This well known variant is associated with myeloproliferative diseases: it is used as a diagnostic, providing supporting evidence in individuals who already have symptoms. It is seen as an acquired (not inherited) mutation, one of an accumulation of changes that leads to the development of these cancer-like diseases. It is possible to see this variant in whole genome data or genotyping from blood-derived DNA — but it is unclear how to view the presence of the variant in individuals who don’t have symptoms of the disease. Data from Nielsen et al. suggests that such carriers are at much higher risk of developing myeloproliferative disease or other blood cancer (with roughly 50% of still-living individuals developing these diseases by around 10 years after initial samples — but these numbers are extremely uncertain).

Variant evidence
Computational 1

Polyphen 2 predicts damaging, gene & variant known to be associated in individuals already diagnosed

See Baxter EJ et al. 2005 (15781101).

Functional 4

active in absence of erythropoietin signalling, loss-of-heterozygosity observed clinically is consistent with suppression of this activity gain by wildtype JAK2, cell lines with JAK2-V617F became able to grow independently of growth factors, mice with JAK2-V617F bone marrow transplants had significantly high volume of red blood cells in their blood.

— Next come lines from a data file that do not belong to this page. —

impl RealmOrchestrator {
    async fn publish(&self, data: EventData) -> Result<()> {
        self.bus
            .publish(AuthEvent::new(self.realm(), data))
            .await
    }

    fn retry_after_secs(&self) -> u64 {
        self.descriptor
            .config
            .account_lockout
            .attempt_window
            .num_seconds()
            .max(0) as u64
    }

    async fn record_login_failure(
        &self,
        identifier: &str,
        user_id: Option<UserId>,
        ctx: &RequestContext,
        reason: &str,
    ) -> Result<()> {
        self.lockout
            .record_failed_attempt(identifier, user_id, ctx.source_ip.as_deref(), reason)
            .await?;

        // A user who just crossed the threshold gets a timed lock.
        if let Some(user_id) = user_id {
            if let LockDecision::ShouldLock { attempt_count } =
                self.lockout.should_lock_account(user_id).await?
            {
                let lock = self
                    .lockout
                    .lock_account_for_policy_duration(user_id, "too_many_failed_attempts")
                    .await?;
                tracing::warn!(
                    realm = %self.realm(),
                    user_id = %user_id,
                    attempt_count,
                    "Account locked after repeated failures"
                );
                self.publish(EventData::AccountLocked {
                    user_id,
                    locked_until: lock.locked_until,
                    reason: lock.reason,
                })
                .await?;
            }
        }

        self.publish(EventData::LoginFailed {
            identifier: identifier.to_string(),
            user_id,
            source_ip: ctx.source_ip.clone(),
            reason: reason.to_string(),
        })
        .await
    }

    async fn verify_mfa_proof(
        &self,
        user_id: UserId,
        proof: &MfaProof,
        device: Option<&DeviceInfo>,
    ) -> Result<()> {
        match proof {
            MfaProof::Totp { method_id, code } => {
                self.mfa.verify_totp(user_id, *method_id, code, device).await
            }
            MfaProof::Challenge { challenge_id, code } => {
                self.mfa
                    .verify_challenge(user_id, *challenge_id, code, device)
                    .await
            }
            MfaProof::BackupCode { code } => self.mfa.verify_backup_code(user_id, code).await,
        }
    }

    async fn lookup_location(&self, ctx: &RequestContext) -> Option<GeoLocation> {
        if !self.descriptor.config.session.geo_location_enabled {
            return None;
        }
        let geo = self.geo.as_ref()?;
        let ip = ctx.source_ip.as_deref()?;
        geo.lookup(ip).await
    }

    /// Authenticate credentials and issue a token pair
    pub async fn login(&self, request: LoginRequest) -> Result<LoginResponse> {
        let ctx = &request.context;
        let identifier = request.identifier.as_str();

        self.dispatch_hook(
            HookKind::PreAuthenticate,
            json!({ "identifier": identifier, "source_ip": ctx.source_ip }),
        )
        .await?;

        // Throttle before touching credentials.
        if let ThrottleDecision::Throttled { attempt_count } =
            self.lockout.should_throttle_identifier(identifier).await?
        {
            tracing::warn!(realm = %self.realm(), identifier, attempt_count, "Identifier throttled");
            return Err(Error::RateLimited {
                retry_after_secs: self.retry_after_secs(),
            });
        }
        if let Some(ip) = ctx.source_ip.as_deref() {
            if let ThrottleDecision::Throttled { attempt_count } =
                self.lockout.should_throttle_ip(ip).await?
            {
                tracing::warn!(realm = %self.realm(), ip, attempt_count, "IP throttled");
                return Err(Error::RateLimited {
                    retry_after_secs: self.retry_after_secs(),
                });
            }
        }

        let user = match self.users.find_by_identifier(identifier).await? {
            Some(user) => user,
            None => {
                self.record_login_failure(identifier, None, ctx, "unknown_identifier")
                    .await?;
                return Err(Error::InvalidCredentials);
            }
        };

        // The account lock is reported once the user is identified, before
        // the password is checked.
        if self
            .lockout
            .is_account_locked(user.id, self.clock.now())
            .await?
        {
            let lock = self.lockout.get_lock(user.id).await?;
            return Err(Error::AccountLocked {
                locked_until: lock.as_ref().and_then(|l| l.locked_until),
                reason: lock
                    .map(|l| l.reason)
                    .unwrap_or_else(|| "locked".to_string()),
            });
        }

        if !self.hasher.verify(&request.password, &user.password_hash)? {
            self.record_login_failure(identifier, Some(user.id), ctx, "invalid_credentials")
                .await?;
            return Err(Error::InvalidCredentials);
        }

        if !user.is_active() {
            self.record_login_failure(identifier, Some(user.id), ctx, "account_disabled")
                .await?;
            return Err(Error::AccountLocked {
                locked_until: None,
                reason: "account_disabled".to_string(),
            });
        }

        // MFA gate: a realm that requires MFA challenges every enrolled user
        // unless the device is already trusted.
        if self.descriptor.config.mfa.require_mfa && self.mfa.has_active_method(user.id).await? {
            let trusted = match (ctx.source_ip.as_deref(), ctx.user_agent.as_deref()) {
                (Some(ip), Some(ua)) => self.mfa.is_device_trusted(user.id, ip, ua).await?,
                _ => false,
            };

            if !trusted {
                let proof = request.mfa.as_ref().ok_or(Error::MfaRequired)?;
                let device = match (ctx.source_ip.as_deref(), ctx.user_agent.as_deref()) {
                    (Some(ip), Some(ua)) => Some(DeviceInfo {
                        ip: ip.to_string(),
                        user_agent: ua.to_string(),
                        remember_device: request.remember_device,
                        device_name: None,
                    }),
                    _ => None,
                };
                self.verify_mfa_proof(user.id, proof, device.as_ref())
                    .await
                    .map_err(|e| {
                        tracing::warn!(realm = %self.realm(), user_id = %user.id, error = %e, "MFA verification failed");
                        e
                    })?;
            }
        }

        self.lockout
            .handle_successful_login(user.id, identifier)
            .await?;

        self.dispatch_hook(
            HookKind::PostAuthenticate,
            json!({ "user_id": user.id.to_string() }),
        )
        .await?;

        self.publish(EventData::LoginSuccess {
            user_id: user.id,
            identifier: identifier.to_string(),
            source_ip: ctx.source_ip.clone(),
            user_agent: ctx.user_agent.clone(),
        })
        .await?;

        let tokens = self.issue_tokens(user.id, ctx).await?;
        Ok(LoginResponse { user, tokens })
    }

    /// Mint a pair directly (post-MFA flows, admin impersonation is not one)
    pub async fn issue_tokens(&self, user_id: UserId, ctx: &RequestContext) -> Result<TokenPair> {
        let location = self.lookup_location(ctx).await;
        let pair = self
            .tokens
            .issue(
                user_id,
                &IssueContext {
                    source_ip: ctx.source_ip.clone(),
                    user_agent: ctx.user_agent.clone(),
                    location,
                },
            )
            .await?;

        self.dispatch_hook(
            HookKind::PostTokenIssue,
            json!({ "user_id": user_id.to_string(), "token_family": pair.token_family.to_string() }),
        )
        .await?;

        Ok(pair)
    }

    /// Rotate a refresh token per the realm's rotation policy
    pub async fn refresh(&self, user_id: UserId, refresh_token: &str) -> Result<TokenPair> {
        let pair = self.tokens.refresh(user_id, refresh_token).await?;

        self.dispatch_hook(
            HookKind::PostTokenRefresh,
            json!({ "user_id": user_id.to_string(), "token_family": pair.token_family.to_string() }),
        )
        .await?;

        Ok(pair)
    }

    /// Validate an access token into a principal; `None` on any mismatch
    pub async fn verify_access(&self, access_token: &str) -> Result<Option<Principal>> {
        self.tokens.verify(access_token, TokenType::Access).await
    }

    /// Revoke the presented refresh token and its session. Idempotent; an
    /// unknown token is a no-op.
    pub async fn logout(&self, refresh_token: &str) -> Result<()> {
        let claims = self.tokens.peek(refresh_token);

        self.tokens.revoke_token(refresh_token, false).await?;

        if let Some(claims) = claims {
            if let Some(family) = claims.token_family {
                self.sessions.revoke_by_family(family, "logout").await?;
            }
        }
        Ok(())
    }

    // === Self-service password reset ===

    /// Start a password reset. Returns the one-time token for delivery, or
    /// `None` for an unknown identifier (indistinguishable to the caller).
    pub async fn request_password_reset(
        &self,
        identifier: &str,
        ctx: &RequestContext,
    ) -> Result<Option<String>> {
        let user = match self.users.find_by_identifier(identifier).await? {
            Some(user) => user,
            None => return Ok(None),
        };

        self.dispatch_hook(
            HookKind::PrePasswordReset,
            json!({ "user_id": user.id.to_string() }),
        )
        .await?;

        let (token, _) = self
            .recovery
            .request(user.id, ctx.source_ip.as_deref())
            .await?;

        self.publish(EventData::PasswordResetRequested { user_id: user.id })
            .await?;
        Ok(Some(token))
    }

    /// Complete a password reset: consume the token, rotate the password,
    /// and revoke every live token and session for the user.
    pub async fn complete_password_reset(
        &self,
        reset_token: &str,
        new_password: &str,
    ) -> Result<()> {
        let token = self.recovery.consume(reset_token).await?;

        self.users.set_password(token.user_id, new_password).await?;
        self.tokens.revoke_all_for_user(token.user_id).await?;
        self.sessions
            .revoke_all_for_user(token.user_id, "password_reset")
            .await?;

        self.dispatch_hook(
            HookKind::PostPasswordReset,
            json!({ "user_id": token.user_id.to_string() }),
        )
        .await?;

        self.publish(EventData::PasswordResetCompleted {
            user_id: token.user_id,
        })
        .await
    }

    // === User management ===

    /// Create a user; `PreUserCreate` hooks run first (content validation
    /// lives there) and can veto under `FAIL_FAST`.
    pub async fn create_user(&self, input: NewUser) -> Result<User> {
        self.dispatch_hook(
            HookKind::PreUserCreate,
            json!({ "email": input.email, "phone": input.phone }),
        )
        .await?;

        let user = self.users.create_user(input).await?;

        self.dispatch_hook(
            HookKind::PostUserCreate,
            json!({ "user_id": user.id.to_string() }),
        )
        .await?;
        self.publish(EventData::UserCreated {
            user_id: user.id,
            email: user.email.clone(),
        })
        .await?;

        Ok(user)
    }

    pub async fn update_user(&self, user_id: UserId, update: UserUpdate) -> Result<User> {
        self.dispatch_hook(
            HookKind::PreUserUpdate,
            json!({ "user_id": user_id.to_string() }),
        )
        .await?;

        let user = self.users.update_user(user_id, update).await?;

        self.dispatch_hook(
            HookKind::PostUserUpdate,
            json!({ "user_id": user_id.to_string() }),
        )
        .await?;
        self.publish(EventData::UserUpdated { user_id }).await?;
        Ok(user)
    }

    /// Delete a user and cascade: tokens, sessions, MFA state, lockout rows
    /// and outstanding reset tokens all go with the account.
    pub async fn delete_user(&self, user_id: UserId) -> Result<()> {
        self.dispatch_hook(
            HookKind::PreUserDelete,
            json!({ "user_id": user_id.to_string() }),
        )
        .await?;

        let user = self.users.delete_user(user_id).await?;

        self.tokens.revoke_all_for_user(user_id).await?;
        self.sessions
            .revoke_all_for_user(user_id, "user_deleted")
            .await?;
        self.mfa.purge_user(user_id).await?;
        self.lockout.clear_failed_attempts_for_user(user_id).await?;
        self.lockout
            .clear_failed_attempts_for_identifier(&user.identifier())
            .await?;
        self.lockout.unlock_account(user_id).await?;
        self.recovery.invalidate_for_user(user_id).await?;

        self.dispatch_hook(
            HookKind::PostUserDelete,
            json!({ "user_id": user_id.to_string() }),
        )
        .await?;
        self.publish(EventData::UserDeleted { user_id }).await
    }

    pub async fn assign_role(&self, user_id: UserId, role: &str) -> Result<User> {
        let user = self.users.assign_role(user_id, role).await?;
        self.publish(EventData::UserUpdated { user_id }).await?;
        Ok(user)
    }

    pub async fn remove_role(&self, user_id: UserId, role: &str) -> Result<User> {
        let user = self.users.remove_role(user_id, role).await?;
        self.publish(EventData::UserUpdated { user_id }).await?;
        Ok(user)
    }

    // === Session API ===

    pub async fn list_active_sessions(&self, user_id: UserId) -> Result<Vec<Session>> {
        self.sessions.list_active(user_id).await
    }

    pub async fn get_session_by_family(
        &self,
        token_family: TokenFamily,
    ) -> Result<Option<Session>> {
        self.sessions.get_by_family(token_family).await
    }

    pub async fn revoke_session(&self, session_id: SessionId, reason: &str) -> Result<()> {
        self.sessions.revoke(session_id, reason, false).await?;
        Ok(())
    }

    pub async fn revoke_all_sessions(&self, user_id: UserId, reason: &str) -> Result<u64> {
        self.tokens.revoke_all_for_user(user_id).await?;
        self.sessions.revoke_all_for_user(user_id, reason).await
    }

    pub async fn session_history(
        &self,
        user_id: UserId,
        limit: usize,
        offset: usize,
    ) -> Result<Vec<SessionHistoryEntry>> {
        self.sessions.history(user_id, limit, offset).await
    }
}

See James C et al. 2005 (15793561).

Case/Control 5

p=7*10^-22 for myeloproliferative disease and p=2*10^-32 for hematological cancer

See Nielsen C et al. 2011 (21160067).


No familial data; cases to date appear to be acquired mutations (rather than inherited)

Clinical importance
Severity 4

Polycythemia vera, Essential thrombocytosis, Myelofibrosis

Treatability 4

Polycythemia vera and essential thrombocytosis are fairly treatable

Penetrance 4

Chance for subsequent development of myeloproliferative disorder and/or blood cancer unclear, may be 20%-50% range.

See Nielsen C et al. 2011 (21160067).



High clinical importance, pathogenic

(The "high clinical importance, " qualifier is assigned automatically based on the above evidence and importance scores.)

Inheritance pattern


Summary of published research, and additional commentary

This variant was discovered in the context of myeloproliferative diseases, and is a standard component in the diagnosis of these diseases — patients which have symptoms of the disease are tested for the presence of this variant, which is viewed as confirmatory evidence. How to react when an assumed-healthy individual presents with the variant is largely unknown. The variant has to date been reported as an acquired (not inherited) pre-cancerous mutation in blood stem cells. As genotyping / exome sequencing / whole genome sequencing are often performed using blood-derived DNA, this is sampling the appropriate tissue for detecting the acquired mutation.

The most relavent study is probably Nielsen et al. (data from the Copenhagen City Heart Study), which found 18 individuals with the variant. They report using the testing method of Baxter et al., implying a low sensitivity examination of Sanger sequencing — this is very similar to the sensitivity we would expect from whole genome sequencing. Other reports (Xu et al., Lauw et al.) use much more sensitive allele-specific PCR testing to detect very low levels of the variant (0.25% and 0.1% respectively); levels this low would typically be rejected as sequencing errors when analyzing genotyping or sequencing data.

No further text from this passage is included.